The task – Your answer must be an exact copy of the records below.

Supplied data –
-=-=-

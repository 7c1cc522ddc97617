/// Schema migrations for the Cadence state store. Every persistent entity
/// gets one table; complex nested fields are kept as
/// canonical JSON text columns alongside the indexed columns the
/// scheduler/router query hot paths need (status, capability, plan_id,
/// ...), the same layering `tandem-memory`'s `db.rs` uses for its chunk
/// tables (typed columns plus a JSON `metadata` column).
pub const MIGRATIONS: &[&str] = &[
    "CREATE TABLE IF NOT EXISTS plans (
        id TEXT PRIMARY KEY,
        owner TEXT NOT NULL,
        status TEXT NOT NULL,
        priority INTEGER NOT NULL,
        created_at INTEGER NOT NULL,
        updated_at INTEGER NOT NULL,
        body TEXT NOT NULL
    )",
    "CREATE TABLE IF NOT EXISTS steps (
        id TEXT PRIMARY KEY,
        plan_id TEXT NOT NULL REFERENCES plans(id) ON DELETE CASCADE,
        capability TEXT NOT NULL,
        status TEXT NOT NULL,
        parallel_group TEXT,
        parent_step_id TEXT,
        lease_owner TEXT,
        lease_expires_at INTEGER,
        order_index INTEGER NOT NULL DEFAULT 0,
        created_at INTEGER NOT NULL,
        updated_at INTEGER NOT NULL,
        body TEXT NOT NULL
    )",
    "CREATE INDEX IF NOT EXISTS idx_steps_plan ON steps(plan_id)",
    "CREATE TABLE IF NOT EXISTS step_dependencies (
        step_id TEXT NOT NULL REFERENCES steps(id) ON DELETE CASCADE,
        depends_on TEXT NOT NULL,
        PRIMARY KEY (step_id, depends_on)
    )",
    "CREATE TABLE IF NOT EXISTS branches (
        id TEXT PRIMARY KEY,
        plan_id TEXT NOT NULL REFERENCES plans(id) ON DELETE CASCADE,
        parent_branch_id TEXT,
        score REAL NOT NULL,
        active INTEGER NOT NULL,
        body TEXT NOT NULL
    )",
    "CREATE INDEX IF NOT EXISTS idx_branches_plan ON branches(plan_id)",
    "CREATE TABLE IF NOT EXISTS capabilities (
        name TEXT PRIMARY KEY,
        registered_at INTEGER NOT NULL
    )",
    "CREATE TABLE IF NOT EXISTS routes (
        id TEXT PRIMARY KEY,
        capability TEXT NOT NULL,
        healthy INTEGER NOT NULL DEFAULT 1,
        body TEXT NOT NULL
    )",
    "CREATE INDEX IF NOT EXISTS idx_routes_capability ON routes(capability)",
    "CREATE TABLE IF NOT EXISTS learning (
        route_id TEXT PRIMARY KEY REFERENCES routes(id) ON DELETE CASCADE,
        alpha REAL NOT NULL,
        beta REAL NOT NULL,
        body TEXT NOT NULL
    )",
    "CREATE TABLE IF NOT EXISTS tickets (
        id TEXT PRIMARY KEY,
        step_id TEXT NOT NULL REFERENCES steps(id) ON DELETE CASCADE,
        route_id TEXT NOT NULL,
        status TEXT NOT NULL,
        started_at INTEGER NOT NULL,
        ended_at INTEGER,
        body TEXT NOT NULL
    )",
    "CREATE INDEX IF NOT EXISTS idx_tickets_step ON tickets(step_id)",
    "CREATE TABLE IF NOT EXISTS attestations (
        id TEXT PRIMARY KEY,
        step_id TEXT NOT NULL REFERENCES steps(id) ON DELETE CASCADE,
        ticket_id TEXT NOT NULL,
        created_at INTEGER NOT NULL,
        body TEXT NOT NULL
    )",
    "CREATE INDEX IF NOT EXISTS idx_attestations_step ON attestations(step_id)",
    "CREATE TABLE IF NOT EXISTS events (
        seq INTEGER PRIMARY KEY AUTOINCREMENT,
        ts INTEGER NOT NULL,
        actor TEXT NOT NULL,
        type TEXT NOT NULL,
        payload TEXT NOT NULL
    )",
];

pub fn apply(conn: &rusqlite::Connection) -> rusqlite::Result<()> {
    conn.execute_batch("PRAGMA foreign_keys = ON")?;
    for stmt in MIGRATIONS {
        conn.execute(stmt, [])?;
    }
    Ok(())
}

-=-=-

Task solution –
repository 7c1cc522ddc97617
/// Schema migrations for the Cadence state store. Every persistent entity
/// gets one table; complex nested fields are kept as
/// canonical JSON text columns alongside the indexed columns the
/// scheduler/router query hot paths need (status, capability, plan_id,
/// ...), the same layering `tandem-memory`'s `db.rs` uses for its chunk
/// tables (typed columns plus a JSON `metadata` column).
pub const MIGRATIONS: &[&str] = &[
    "CREATE TABLE IF NOT EXISTS plans (
        id TEXT PRIMARY KEY,
        owner TEXT NOT NULL,
        status TEXT NOT NULL,
        priority INTEGER NOT NULL,
        created_at INTEGER NOT NULL,
        updated_at INTEGER NOT NULL,
        body TEXT NOT NULL
    )",
    "CREATE TABLE IF NOT EXISTS steps (
        id TEXT PRIMARY KEY,
        plan_id TEXT NOT NULL REFERENCES plans(id) ON DELETE CASCADE,
        capability TEXT NOT NULL,
        status TEXT NOT NULL,
        parallel_group TEXT,
        parent_step_id TEXT,
        lease_owner TEXT,
        lease_expires_at INTEGER,
        order_index INTEGER NOT NULL DEFAULT 0,
        created_at INTEGER NOT NULL,
        updated_at INTEGER NOT NULL,
        body TEXT NOT NULL
    )",
    "CREATE INDEX IF NOT EXISTS idx_steps_plan ON steps(plan_id)",
    "CREATE TABLE IF NOT EXISTS step_dependencies (
        step_id TEXT NOT NULL REFERENCES steps(id) ON DELETE CASCADE,
        depends_on TEXT NOT NULL,
        PRIMARY KEY (step_id, depends_on)
    )",
    "CREATE TABLE IF NOT EXISTS branches (
        id TEXT PRIMARY KEY,
        plan_id TEXT NOT NULL REFERENCES plans(id) ON DELETE CASCADE,
        parent_branch_id TEXT,
        score REAL NOT NULL,
        active INTEGER NOT NULL,
        body TEXT NOT NULL
    )",
    "CREATE INDEX IF NOT EXISTS idx_branches_plan ON branches(plan_id)",
    "CREATE TABLE IF NOT EXISTS capabilities (
        name TEXT PRIMARY KEY,
        registered_at INTEGER NOT NULL
    )",
    "CREATE TABLE IF NOT EXISTS routes (
        id TEXT PRIMARY KEY,
        capability TEXT NOT NULL,
        healthy INTEGER NOT NULL DEFAULT 1,
        body TEXT NOT NULL
    )",
    "CREATE INDEX IF NOT EXISTS idx_routes_capability ON routes(capability)",
    "CREATE TABLE IF NOT EXISTS learning (
        route_id TEXT PRIMARY KEY REFERENCES routes(id) ON DELETE CASCADE,
        alpha REAL NOT NULL,
        beta REAL NOT NULL,
        body TEXT NOT NULL
    )",
    "CREATE TABLE IF NOT EXISTS tickets (
        id TEXT PRIMARY KEY,
        step_id TEXT NOT NULL REFERENCES steps(id) ON DELETE CASCADE,
        route_id TEXT NOT NULL,
        status TEXT NOT NULL,
        started_at INTEGER NOT NULL,
        ended_at INTEGER,
        body TEXT NOT NULL
    )",
    "CREATE INDEX IF NOT EXISTS idx_tickets_step ON tickets(step_id)",
    "CREATE TABLE IF NOT EXISTS attestations (
        id TEXT PRIMARY KEY,
        step_id TEXT NOT NULL REFERENCES steps(id) ON DELETE CASCADE,
        ticket_id TEXT NOT NULL,
        created_at INTEGER NOT NULL,
        body TEXT NOT NULL
    )",
    "CREATE INDEX IF NOT EXISTS idx_attestations_step ON attestations(step_id)",
    "CREATE TABLE IF NOT EXISTS events (
        seq INTEGER PRIMARY KEY AUTOINCREMENT,
        ts INTEGER NOT NULL,
        actor TEXT NOT NULL,
        type TEXT NOT NULL,
        payload TEXT NOT NULL
    )",
];

pub fn apply(conn: &rusqlite::Connection) -> rusqlite::Result<()> {
    conn.execute_batch("PRAGMA foreign_keys = ON")?;
    for stmt in MIGRATIONS {
        conn.execute(stmt, [])?;
    }
    Ok(())
}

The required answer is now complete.